Share

8. He's not him!

"Apakah kamu sedang merayu saya?" Liam mengulang pertanyaannya kembali.

Sesuai dugaan Liam, perempuan di depannya saat ini duduk dengan salah tingkah. Mudah sekali untuk menggoda perempuan itu. Entah kenapa Liam merasa penasaran untuk terus menggodanya. 

Dan sebenarnya, yang merasakan hal itu tidak hanya Merry. Sejak pagi saat Merry pertama kali muncul di ruangannya, Liam sudah merasa tidak asing dengan wajah perempuan itu. Tentu saja Liam teringat kejadian Sabtu malam sebelumnya, di mana dia sudah melewatkan malam yang panas dan penuh gairah, yang berhasil mengantarkannya pada kepuasan yang belum pernah dia rasakan sebelumnya. Namun pagi harinya, dia hanya mendapati kesendirian di dalam ruangan itu. Liam merasa sangat marah dan terhina. Bisa diduga sepanjang sisa akhir pekan dilaluinya dengan suasana hati yang sangat buruk dan ingin terus mengamuk.

Siapa yang menyangka kalau wajah itu akan muncul kembali di hadapannya, tepat di dalam ruangan kantornya sebagai sekretarisnya. Ah, takdir memang tidak ada yang pernah bisa menduga. 

Namun, walau Liam merasa yakin wajah perempuan itu terlihat tidak asing, dia tidak mungkin mengatakannya begitu saja. Perempuan itu bisa-bisa besar kepala dan mengejek dirinya. 

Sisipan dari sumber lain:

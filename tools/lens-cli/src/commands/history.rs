//! Search history commands.

use anyhow::Result;
use dialoguer::Confirm;

use super::{HistoryArgs, HistoryCommand};
use crate::context::Context;
use crate::output::{format_timestamp, truncate};

/// Run the history command.
pub async fn run(args: HistoryArgs, ctx: &Context) -> Result<()> {
    match args.command {
        Some(HistoryCommand::List) | None => list_history(ctx),
        Some(HistoryCommand::Clear { yes }) => clear_history(yes, ctx),
    }
}

fn list_history(ctx: &Context) -> Result<()> {
    let history = ctx.library.history();

    if ctx.output.is_json() {
        ctx.output.json(&history);
        return Ok(());
    }

    ctx.output.header("Search history");

    if history.is_empty() {
        ctx.output.info("No searches yet.");
        ctx.output.info("Run `pricelens search <url-or-image>` to start.");
        return Ok(());
    }

    let widths = [18, 6, 50];
    ctx.output.table_row(&["WHEN", "TYPE", "SEARCH"], &widths);
    for entry in &history {
        let when = format_timestamp(&entry.timestamp);
        let kind = entry.search_type.to_string();
        let term = truncate(&entry.search_term, widths[2]);
        ctx.output.table_row(&[&when, &kind, &term], &widths);
    }

    ctx.output.info("");
    ctx.output.info(&format!("Total: {} search(es)", history.len()));
    Ok(())
}

fn clear_history(yes: bool, ctx: &Context) -> Result<()> {
    let count = ctx.library.history().len();
    if count == 0 {
        if ctx.output.is_json() {
            ctx.output.json(&serde_json::json!({ "cleared": 0 }));
        } else {
            ctx.output.info("History is already empty.");
        }
        return Ok(());
    }

    if !yes {
        let confirmed = Confirm::new()
            .with_prompt(format!("Clear {} search(es) from history?", count))
            .default(false)
            .interact()?;

        if !confirmed {
            ctx.output.warn("Cancelled");
            return Ok(());
        }
    }

    ctx.library.clear_history();
    if ctx.output.is_json() {
        ctx.output.json(&serde_json::json!({ "cleared": count }));
    } else {
        ctx.output.success(&format!("Cleared {} search(es)", count));
    }
    Ok(())
}

#[cfg(test)]
mod tests {
    use super::*;
    use crate::context::tests::context;
    use lens_commerce::SearchType;
    use tempfile::TempDir;

    #[tokio::test]
    async fn test_clear_with_yes_empties_history() {
        let dir = TempDir::new().unwrap();
        let ctx = context(&dir, None);
        ctx.library.add_history("desk lamp", SearchType::Url);
        ctx.library.add_history("vintage camera", SearchType::Image);

        run(
            HistoryArgs {
                command: Some(HistoryCommand::Clear { yes: true }),
            },
            &ctx,
        )
        .await
        .unwrap();

        assert!(ctx.library.history().is_empty());
        assert!(context(&dir, None).library.history().is_empty());
    }

    #[tokio::test]
    async fn test_list_empty_history() {
        let dir = TempDir::new().unwrap();
        let ctx = context(&dir, None);
        run(HistoryArgs { command: None }, &ctx).await.unwrap();
    }
}
//! Upstream tagging for outbound calls.

use crate::TimeoutConfig;
use std::fmt;
use std::time::Duration;

/// The services PriceLens talks to, each with its own timeout budget.
#[derive(Debug, Clone, Copy, PartialEq, Eq, Hash)]
pub enum Upstream {
    /// Shopping search provider, possibly behind a CORS proxy.
    ShoppingSearch,
    /// The same-origin image search endpoint served by `lens-server`.
    ImageEndpoint,
    /// The visual-match provider, called from the server.
    LensProvider,
    /// Custom upstream with name.
    Custom(&'static str),
}

impl Upstream {
    /// Get the default timeout for this upstream.
    pub fn default_timeout(&self) -> Duration {
        match self {
            Self::ShoppingSearch => Duration::from_secs(30),
            Self::ImageEndpoint => Duration::from_secs(40),
            Self::LensProvider => Duration::from_secs(35),
            Self::Custom(_) => Duration::from_secs(30),
        }
    }

    /// Default timeouts derived from [`Upstream::default_timeout`].
    pub fn timeouts(&self) -> TimeoutConfig {
        TimeoutConfig::from_total(self.default_timeout())
    }

    /// Get the name of this upstream.
    pub fn name(&self) -> &str {
        match self {
            Self::ShoppingSearch => "shopping_search",
            Self::ImageEndpoint => "image_endpoint",
            Self::LensProvider => "lens_provider",
            Self::Custom(name) => name,
        }
    }
}

impl fmt::Display for Upstream {
    fn fmt(&self, f: &mut fmt::Formatter<'_>) -> fmt::Result {
        f.write_str(self.name())
    }
}
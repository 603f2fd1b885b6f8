//! PriceLens CLI - find a product from a photo or link and compare prices.
//!
//! Commands:
//! - `pricelens search` - Search by product URL or image file
//! - `pricelens wishlist` - Manage saved offers
//! - `pricelens history` - Show or clear past searches
//! - `pricelens config` - Manage proxy and demo-data preferences

mod commands;
mod config;
mod context;
mod output;

use anyhow::Result;
use clap::{Parser, Subcommand};
use lens_observability::{init_logging, LogConfig, LogFormat, LogLevel};

use commands::{ConfigArgs, HistoryArgs, SearchArgs, WishlistArgs};

/// PriceLens - visual shopping search and price comparison
#[derive(Parser)]
#[command(name = "pricelens")]
#[command(author, version, about, long_about = None)]
#[command(propagate_version = true)]
struct Cli {
    /// Enable verbose output
    #[arg(short, long, global = true)]
    verbose: bool,

    /// Use JSON output format
    #[arg(long, global = true)]
    json: bool,

    /// Config file path
    #[arg(short, long, global = true)]
    config: Option<String>,

    /// Signed-in user; wishlist and history are kept per user
    #[arg(short, long, global = true)]
    user: Option<String>,

    #[command(subcommand)]
    command: Commands,
}

#[derive(Subcommand)]
enum Commands {
    /// Search by product URL or image file
    Search(SearchArgs),

    /// Manage the wishlist
    Wishlist(WishlistArgs),

    /// Show or clear search history
    History(HistoryArgs),

    /// Manage configuration and preferences
    Config(ConfigArgs),
}

#[tokio::main]
async fn main() -> Result<()> {
    let cli = Cli::parse();

    // Library logs go to stderr and stay quiet unless asked for
    let log_config = LogConfig::new(LogLevel::from_verbose(cli.verbose), LogFormat::Human);
    if let Err(e) = init_logging(&log_config) {
        eprintln!("warning: {}", e);
    }

    let output = output::Output::new(cli.verbose, cli.json);
    let ctx = match context::Context::load(cli.config.as_deref(), cli.user.as_deref(), output.clone()) {
        Ok(ctx) => ctx,
        Err(e) => {
            output.error(&format!("{:#}", e));
            std::process::exit(1);
        }
    };

    let result = match cli.command {
        Commands::Search(args) => commands::search::run(args, &ctx).await,
        Commands::Wishlist(args) => commands::wishlist::run(args, &ctx).await,
        Commands::History(args) => commands::history::run(args, &ctx).await,
        Commands::Config(args) => commands::config::run(args, &ctx).await,
    };

    if let Err(e) = result {
        ctx.output.error(&format!("{:#}", e));
        std::process::exit(1);
    }

    Ok(())
}
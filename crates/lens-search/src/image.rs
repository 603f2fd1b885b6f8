//! Client for the same-origin visual-match endpoint served by `lens-server`.

use crate::provider::LensPayload;
use crate::synthetic;
use crate::SearchConfig;
use async_trait::async_trait;
use lens_commerce::ShoppingResult;
use lens_data::{FetchClient, FetchError, HttpTransport, Response, TimeoutConfig, Upstream};
use lens_observability::Diagnostics;
use std::sync::Arc;
use thiserror::Error;

/// Path of the visual-match endpoint below the API base.
pub const LENS_ENDPOINT: &str = "/google-lens";

/// Title used for demo visual matches.
const MOCK_MATCH_QUERY: &str = "Similar product";

/// Why a visual-match call produced nothing.
#[derive(Error, Debug, Clone, PartialEq)]
pub enum ImageSearchFailure {
    #[error("no image was provided")]
    MissingImage,

    /// No HTTP answer at all.
    #[error("image endpoint unreachable: {0}")]
    Unreachable(String),

    /// The endpoint is not deployed where the client expects it.
    #[error("image endpoint not found (HTTP 404)")]
    EndpointNotFound,

    /// The endpoint answered but its upstream call failed.
    #[error("image provider failed (HTTP {status}): {message}")]
    UpstreamFailed { status: u16, message: String },

    /// The endpoint refused the request.
    #[error("image endpoint rejected the request (HTTP {status}): {message}")]
    Rejected { status: u16, message: String },

    /// The provider answered with an `error` field.
    #[error("image provider error: {0}")]
    Provider(String),

    #[error("malformed image endpoint response: {0}")]
    Malformed(String),
}

impl ImageSearchFailure {
    /// Diagnostic stage. Reachability problems and upstream problems are kept apart.
    pub fn stage(&self) -> &'static str {
        match self {
            ImageSearchFailure::MissingImage => "image.missing",
            ImageSearchFailure::Unreachable(_) | ImageSearchFailure::EndpointNotFound => {
                "image.unreachable"
            }
            ImageSearchFailure::UpstreamFailed { .. } | ImageSearchFailure::Provider(_) => {
                "image.upstream"
            }
            ImageSearchFailure::Rejected { .. } => "image.rejected",
            ImageSearchFailure::Malformed(_) => "image.malformed",
        }
    }
}

/// Visual matches for one image, exact matches first.
#[derive(Debug, Clone, Default, PartialEq)]
pub struct ImageMatches {
    pub matches: Vec<ShoppingResult>,
    pub is_synthetic_data: bool,
    /// Set when the call failed; `matches` is then empty.
    pub failure: Option<ImageSearchFailure>,
}

impl ImageMatches {
    pub fn live(matches: Vec<ShoppingResult>) -> Self {
        Self {
            matches,
            is_synthetic_data: false,
            failure: None,
        }
    }

    pub fn synthetic(matches: Vec<ShoppingResult>) -> Self {
        Self {
            matches,
            is_synthetic_data: true,
            failure: None,
        }
    }

    pub fn failed(failure: ImageSearchFailure) -> Self {
        Self {
            matches: Vec::new(),
            is_synthetic_data: false,
            failure: Some(failure),
        }
    }

    pub fn is_empty(&self) -> bool {
        self.matches.is_empty()
    }
}

/// Something that can find visual matches for an image URL or data URI.
#[async_trait]
pub trait VisualRecognizer: Send + Sync {
    /// `mock` overrides the configured demo-data mode for this call.
    async fn recognize(&self, image_url: &str, mock: Option<bool>) -> ImageMatches;
}

/// Posts images to `{api_base}/google-lens`. Never returns an error: failures
/// come back as an empty match list with the reason attached and recorded.
#[derive(Debug, Clone)]
pub struct ImageSearchClient {
    fetch: FetchClient,
    mock_mode: bool,
    diagnostics: Diagnostics,
}

impl ImageSearchClient {
    pub fn new(config: &SearchConfig, diagnostics: Diagnostics) -> Self {
        let timeouts = TimeoutConfig::from_total(config.image_timeout());
        let fetch = FetchClient::reqwest_with_timeouts(Upstream::ImageEndpoint, timeouts);
        Self::from_fetch(fetch, config, diagnostics)
    }

    /// Use a custom transport, e.g. a stub in tests.
    pub fn with_transport(
        transport: Arc<dyn HttpTransport>,
        config: &SearchConfig,
        diagnostics: Diagnostics,
    ) -> Self {
        Self::from_fetch(
            FetchClient::new(transport, Upstream::ImageEndpoint),
            config,
            diagnostics,
        )
    }

    fn from_fetch(fetch: FetchClient, config: &SearchConfig, diagnostics: Diagnostics) -> Self {
        let fetch = fetch
            .with_base_url(config.api_base.clone())
            .with_timeouts(TimeoutConfig::from_total(config.image_timeout()))
            .with_default_header("Accept", "application/json");
        Self {
            fetch,
            mock_mode: config.mock_mode,
            diagnostics,
        }
    }

    /// Find visual matches for an image URL or `data:` URI.
    pub async fn search_by_image(&self, image_url: &str) -> ImageMatches {
        self.search_by_image_with(image_url, None).await
    }

    /// As [`search_by_image`](Self::search_by_image), with `mock` taking
    /// precedence over the configured mode when set.
    pub async fn search_by_image_with(&self, image_url: &str, mock: Option<bool>) -> ImageMatches {
        if mock.unwrap_or(self.mock_mode) {
            tracing::debug!("mock mode on, serving demo visual matches");
            return ImageMatches::synthetic(synthetic::lens_matches(MOCK_MATCH_QUERY));
        }

        match self.fetch_matches(image_url).await {
            Ok(matches) => {
                tracing::info!(count = matches.len(), "visual matches received");
                ImageMatches::live(matches)
            }
            Err(failure) => {
                self.diagnostics.record(failure.stage(), failure.to_string());
                ImageMatches::failed(failure)
            }
        }
    }

    async fn fetch_matches(&self, image_url: &str) -> Result<Vec<ShoppingResult>, ImageSearchFailure> {
        if image_url.trim().is_empty() {
            return Err(ImageSearchFailure::MissingImage);
        }

        let response = self
            .fetch
            .post(LENS_ENDPOINT)
            .json(&serde_json::json!({ "imageUrl": image_url }))
            .map_err(|e| ImageSearchFailure::Malformed(e.to_string()))?
            .send()
            .await
            .map_err(transport_failure)?;

        let payload = parse_payload(&response)?;
        if let Some(error) = payload.error.as_deref().filter(|e| !e.trim().is_empty()) {
            return Err(ImageSearchFailure::Provider(error.to_string()));
        }
        Ok(payload.results())
    }
}

fn transport_failure(error: FetchError) -> ImageSearchFailure {
    ImageSearchFailure::Unreachable(error.to_string())
}

fn parse_payload(response: &Response) -> Result<LensPayload, ImageSearchFailure> {
    match response.status {
        404 => return Err(ImageSearchFailure::EndpointNotFound),
        status if response.is_server_error() => {
            return Err(ImageSearchFailure::UpstreamFailed {
                status,
                message: response.error_message(),
            })
        }
        status if !response.is_success() => {
            return Err(ImageSearchFailure::Rejected {
                status,
                message: response.error_message(),
            })
        }
        _ => {}
    }

    response
        .json::<LensPayload>()
        .map_err(|e| ImageSearchFailure::Malformed(e.to_string()))
}

#[async_trait]
impl VisualRecognizer for ImageSearchClient {
    async fn recognize(&self, image_url: &str, mock: Option<bool>) -> ImageMatches {
        self.search_by_image_with(image_url, mock).await
    }
}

Itulah yang membuatnya kesal sepanjang rapat tadi pagi. Setiap melihat wajah Merry, Liam berusaha menahan dirinya dari memaksa perempuan itu untuk mengakui perbuatannya dan meminta maaf padanya. Tapi, kalau dia melakukan itu, dia akan terlihat sangat bodoh. 

Siapa sangka kalau kesempatan itu akan muncul dengan cepat? Perempuan itu sendiri yang menggigit umpannya tanpa Liam perlu bersusah payah menebarnya. 

Namun, Liam tidak akan mengaku begitu saja. Dia harus membalas Merry atas perbuatannya telah meninggalkan dirinya begitu saja. 

"Kenapa kamu hanya terdiam? Apakah dugaan saya benar, kamu sudah merayu bosmu bahkan di hari pertama kamu bekerja?" tanya Liam tersenyum miring.

Kali ini, Merry tidak lagi melihat tatapan tajam penuh ancaman, melainkan binar jahil. Namun tetap saja, Merry tidak bisa merasa tenang begitu saja. 

"Bu-bukan, bukan itu maksud saya, Pak. Maafkan saya kalau bapak mengira saya bermaksud menggoda bapak. Saya benar-benar tidak ada maksud untuk menggoda bapak. Saya mana berani melakukan hal itu!" ucap Merry cepat memberikan alasan.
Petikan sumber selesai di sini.